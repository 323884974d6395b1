//! Last-used port persistence
//!
//! Remembers the serial port of the previous run so the operator does not
//! have to pass `--port` every time. The file lives in the working
//! directory.
//!
//! ## --no-config-cache flag
//!
//! When the application is started with `--no-config-cache`, all save/load
//! operations are skipped. Call `set_no_cache(true)` early in startup.

use anyhow::{Context, Result};
use serde::{Deserialize, Serialize};
use std::{
    fs,
    path::{Path, PathBuf},
    sync::atomic::{AtomicBool, Ordering},
};

const FILE_NAME: &str = "powerqa_last_port.json";

/// Global flag to disable config cache (set via --no-config-cache)
static NO_CONFIG_CACHE: AtomicBool = AtomicBool::new(false);

pub fn set_no_cache(enabled: bool) {
    NO_CONFIG_CACHE.store(enabled, Ordering::SeqCst);
    if enabled {
        log::info!("Config cache disabled (--no-config-cache)");
    }
}

fn is_no_cache() -> bool {
    NO_CONFIG_CACHE.load(Ordering::SeqCst)
}

#[derive(Debug, Clone, PartialEq, Eq, Serialize, Deserialize)]
pub struct LastPort {
    pub port: String,
}

fn default_path() -> Result<PathBuf> {
    let dir = std::env::current_dir().context("Failed to get current working directory")?;
    Ok(dir.join(FILE_NAME))
}

pub fn save_last_port(port: &str) -> Result<()> {
    if is_no_cache() {
        log::debug!("Skipping last-port save (--no-config-cache enabled)");
        return Ok(());
    }
    save_last_port_to(&default_path()?, port)
}

/// Returns `None` when nothing was saved or the cache is disabled.
pub fn load_last_port() -> Result<Option<String>> {
    if is_no_cache() {
        log::debug!("Skipping last-port load (--no-config-cache enabled)");
        return Ok(None);
    }
    load_last_port_from(&default_path()?)
}

pub fn save_last_port_to(path: &Path, port: &str) -> Result<()> {
    let json = serde_json::to_string_pretty(&LastPort {
        port: port.to_string(),
    })
    .context("Failed to serialize last port")?;
    fs::write(path, json).with_context(|| format!("Failed to write {}", path.display()))?;
    log::debug!("Saved last port {port} to {}", path.display());
    Ok(())
}

pub fn load_last_port_from(path: &Path) -> Result<Option<String>> {
    if !path.exists() {
        return Ok(None);
    }
    let json =
        fs::read_to_string(path).with_context(|| format!("Failed to read {}", path.display()))?;
    let saved: LastPort =
        serde_json::from_str(&json).context("Failed to deserialize last port")?;
    Ok(Some(saved.port).filter(|p| !p.is_empty()))
}

#[cfg(test)]
mod tests {
    use super::*;

    #[test]
    fn round_trip_through_file() {
        let path = std::env::temp_dir().join(format!("powerqa-port-{}.json", uuid::Uuid::new_v4()));
        assert_eq!(load_last_port_from(&path).unwrap(), None);

        save_last_port_to(&path, "/dev/ttyUSB0").unwrap();
        assert_eq!(
            load_last_port_from(&path).unwrap().as_deref(),
            Some("/dev/ttyUSB0")
        );
        fs::remove_file(path).ok();
    }

    #[test]
    fn corrupt_file_is_an_error() {
        let path = std::env::temp_dir().join(format!("powerqa-port-{}.json", uuid::Uuid::new_v4()));
        fs::write(&path, "not json").unwrap();
        assert!(load_last_port_from(&path).is_err());
        fs::remove_file(path).ok();
    }
}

#### Work order
Every line in the listing above that mentions "display" should be returned.

#### Expected answer
    fs::write(path, json).with_context(|| format!("Failed to write {}", path.display()))?;
    log::debug!("Saved last port {port} to {}", path.display());
        fs::read_to_string(path).with_context(|| format!("Failed to read {}", path.display()))?;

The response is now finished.